Work to be completed>
Copy out each line of the entries where the word "elapsed" is present.

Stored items
# # # #

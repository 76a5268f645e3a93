// src/checker/http.rs
// =============================================================================
// Stage 3: fetch the page over HTTP(S).
//
// Every attempt:
// 1. Waits its turn at the shared pacing limiter (anti-burst)
// 2. Takes a slot in the HTTP pool (at most `concurrency` requests in flight)
// 3. Picks a fresh browser-like header set (rotating User-Agent and
//    Accept-Language so we don't look like one script hammering the site)
// 4. Sends a GET and reads the whole body (bad UTF-8 is replaced, not fatal)
// 5. Looks for captcha / bot-check markers in the body and headers
//
// Redirects are followed (up to 10), so the status we record is the one of
// the final page.
//
// Rust concepts:
// - One reqwest Client for the whole batch: it's a connection pool that is
//   cheap to share by reference
// - tokio::sync::Semaphore: caps how many requests run at once
// =============================================================================

use anyhow::{Context, Result};
use rand::seq::IndexedRandom;
use rand::Rng;
use reqwest::header::{HeaderMap, HeaderValue, ACCEPT, ACCEPT_LANGUAGE, USER_AGENT};
use reqwest::Client;
use std::time::Duration;
use tokio::sync::Semaphore;
use tokio::time::Instant;

use super::challenge::{detect_challenge, flatten_headers};
use super::error::ProbeError;
use super::pacing::PacingLimiter;
use super::result::HttpOutcome;
use super::retry::Backoff;

/// User-Agent strings the HTTP stage rotates through.
pub const USER_AGENTS: &[&str] = &[
    "Mozilla/5.0 (Windows NT 10.0; Win64; x64) AppleWebKit/537.36 (KHTML, like Gecko) Chrome/124.0 Safari/537.36",
    "Mozilla/5.0 (Macintosh; Intel Mac OS X 10_15_7) AppleWebKit/605.1.15 (KHTML, like Gecko) Version/17.4 Safari/605.1.15",
    "Mozilla/5.0 (X11; Ubuntu; Linux x86_64; rv:125.0) Gecko/20100101 Firefox/125.0",
    "Mozilla/5.0 (iPhone; CPU iPhone OS 16_2 like Mac OS X) AppleWebKit/605.1.15 (KHTML, like Gecko) Version/16.2 Mobile/15E148 Safari/604.1",
];

/// Accept-Language values the HTTP stage rotates through.
pub const ACCEPT_LANGUAGES: &[&str] = &[
    "en-US,en;q=0.9",
    "en-GB,en;q=0.8",
    "en-US,en;q=0.7,es;q=0.3",
    "en;q=0.9,fr;q=0.5",
];

const ACCEPT_HTML: &str = "text/html,application/xhtml+xml,application/xml;q=0.9,*/*;q=0.8";

const MAX_REDIRECTS: usize = 10;

// Builds a header set for one attempt
//
// Picks one entry from each pool, nothing else is remembered between calls.
pub fn browser_headers<R: Rng + ?Sized>(rng: &mut R) -> HeaderMap {
    let user_agent = USER_AGENTS.choose(rng).copied().unwrap_or(USER_AGENTS[0]);
    let language = ACCEPT_LANGUAGES
        .choose(rng)
        .copied()
        .unwrap_or(ACCEPT_LANGUAGES[0]);

    let mut headers = HeaderMap::new();
    headers.insert(USER_AGENT, HeaderValue::from_static(user_agent));
    headers.insert(ACCEPT_LANGUAGE, HeaderValue::from_static(language));
    headers.insert(ACCEPT, HeaderValue::from_static(ACCEPT_HTML));
    headers
}

/// The HTTP stage, shared by every pipeline in a batch.
#[derive(Debug)]
pub struct HttpProbe {
    client: Client,
    pool: Semaphore,
    pacing: PacingLimiter,
    timeout: Duration,
    backoff: Backoff,
}

impl HttpProbe {
    // Creates the client and the pool for one batch
    //
    // This is the only fallible part of setting up a batch.
    pub fn new(
        concurrency: usize,
        timeout: Duration,
        ssl_verify: bool,
        pacing: PacingLimiter,
        backoff: Backoff,
    ) -> Result<Self> {
        let client = Client::builder()
            .timeout(timeout)
            .redirect(reqwest::redirect::Policy::limited(MAX_REDIRECTS))
            .pool_max_idle_per_host(concurrency)
            .danger_accept_invalid_certs(!ssl_verify)
            .build()
            .context("failed to create HTTP client")?;

        Ok(Self {
            client,
            pool: Semaphore::new(concurrency.max(1)),
            pacing,
            timeout,
            backoff,
        })
    }

    // Fetches `url` under the retry policy
    pub async fn probe(&self, url: &str) -> HttpOutcome {
        match self.backoff.run("http", || self.fetch_once(url)).await {
            Ok((status, challenge, latency)) => HttpOutcome::Responded {
                status,
                challenge,
                latency,
            },
            Err(e) => HttpOutcome::Failed {
                error: e.to_string(),
            },
        }
    }

    async fn fetch_once(&self, url: &str) -> Result<(u16, bool, Duration), ProbeError> {
        self.pacing.acquire().await;
        let _slot = self
            .pool
            .acquire()
            .await
            .map_err(|_| ProbeError::PoolClosed)?;

        let headers = browser_headers(&mut rand::rng());

        let start = Instant::now();
        let response = self
            .client
            .get(url)
            .headers(headers)
            .send()
            .await
            .map_err(|e| self.classify(e, ProbeError::Request))?;

        let status = response.status().as_u16();
        let header_text = flatten_headers(response.headers());

        let bytes = response
            .bytes()
            .await
            .map_err(|e| self.classify(e, ProbeError::Body))?;
        let body = String::from_utf8_lossy(&bytes);

        let challenge = detect_challenge(&body, &header_text);
        Ok((status, challenge, start.elapsed()))
    }

    // Timeouts get the same short description as the other stages
    fn classify(&self, error: reqwest::Error, wrap: fn(reqwest::Error) -> ProbeError) -> ProbeError {
        if error.is_timeout() {
            ProbeError::Timeout(self.timeout)
        } else {
            wrap(error)
        }
    }
}
// src/checker/pacing.rs
// =============================================================================
// A shared gate that spaces out HTTP attempts across the whole batch.
//
// Sites behind bot protection get suspicious when dozens of requests arrive
// in the same instant. Every HTTP attempt goes through `acquire()` first:
// - if the previous grant was less than `delay` ago, wait out the rest of
//   `delay` plus a random `0..=jitter`
// - then record "now" as the last grant
//
// The lock is held across the wait, so callers line up one at a time and
// nobody can act on a stale timestamp.
// =============================================================================

use std::time::Duration;
use tokio::sync::Mutex;
use tokio::time::Instant;
use tracing::trace;

use super::retry::random_up_to;

#[derive(Debug)]
pub struct PacingLimiter {
    delay: Duration,
    jitter: Duration,
    last_grant: Mutex<Option<Instant>>,
}

impl PacingLimiter {
    pub fn new(delay: Duration, jitter: Duration) -> Self {
        Self {
            delay,
            jitter,
            last_grant: Mutex::new(None),
        }
    }

    /// Waits until this caller may start an HTTP attempt.
    pub async fn acquire(&self) {
        let mut last_grant = self.last_grant.lock().await;

        if let Some(previous) = *last_grant {
            let elapsed = previous.elapsed();
            if elapsed < self.delay {
                let wait = (self.delay - elapsed).saturating_add(random_up_to(self.jitter));
                trace!(wait_ms = wait.as_millis() as u64, "pacing HTTP attempt");
                tokio::time::sleep(wait).await;
            }
        }

        *last_grant = Some(Instant::now());
    }
}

# # # #

Final answer>
        Ok((status, challenge, start.elapsed()))
            let elapsed = previous.elapsed();
            if elapsed < self.delay {
                let wait = (self.delay - elapsed).saturating_add(random_up_to(self.jitter));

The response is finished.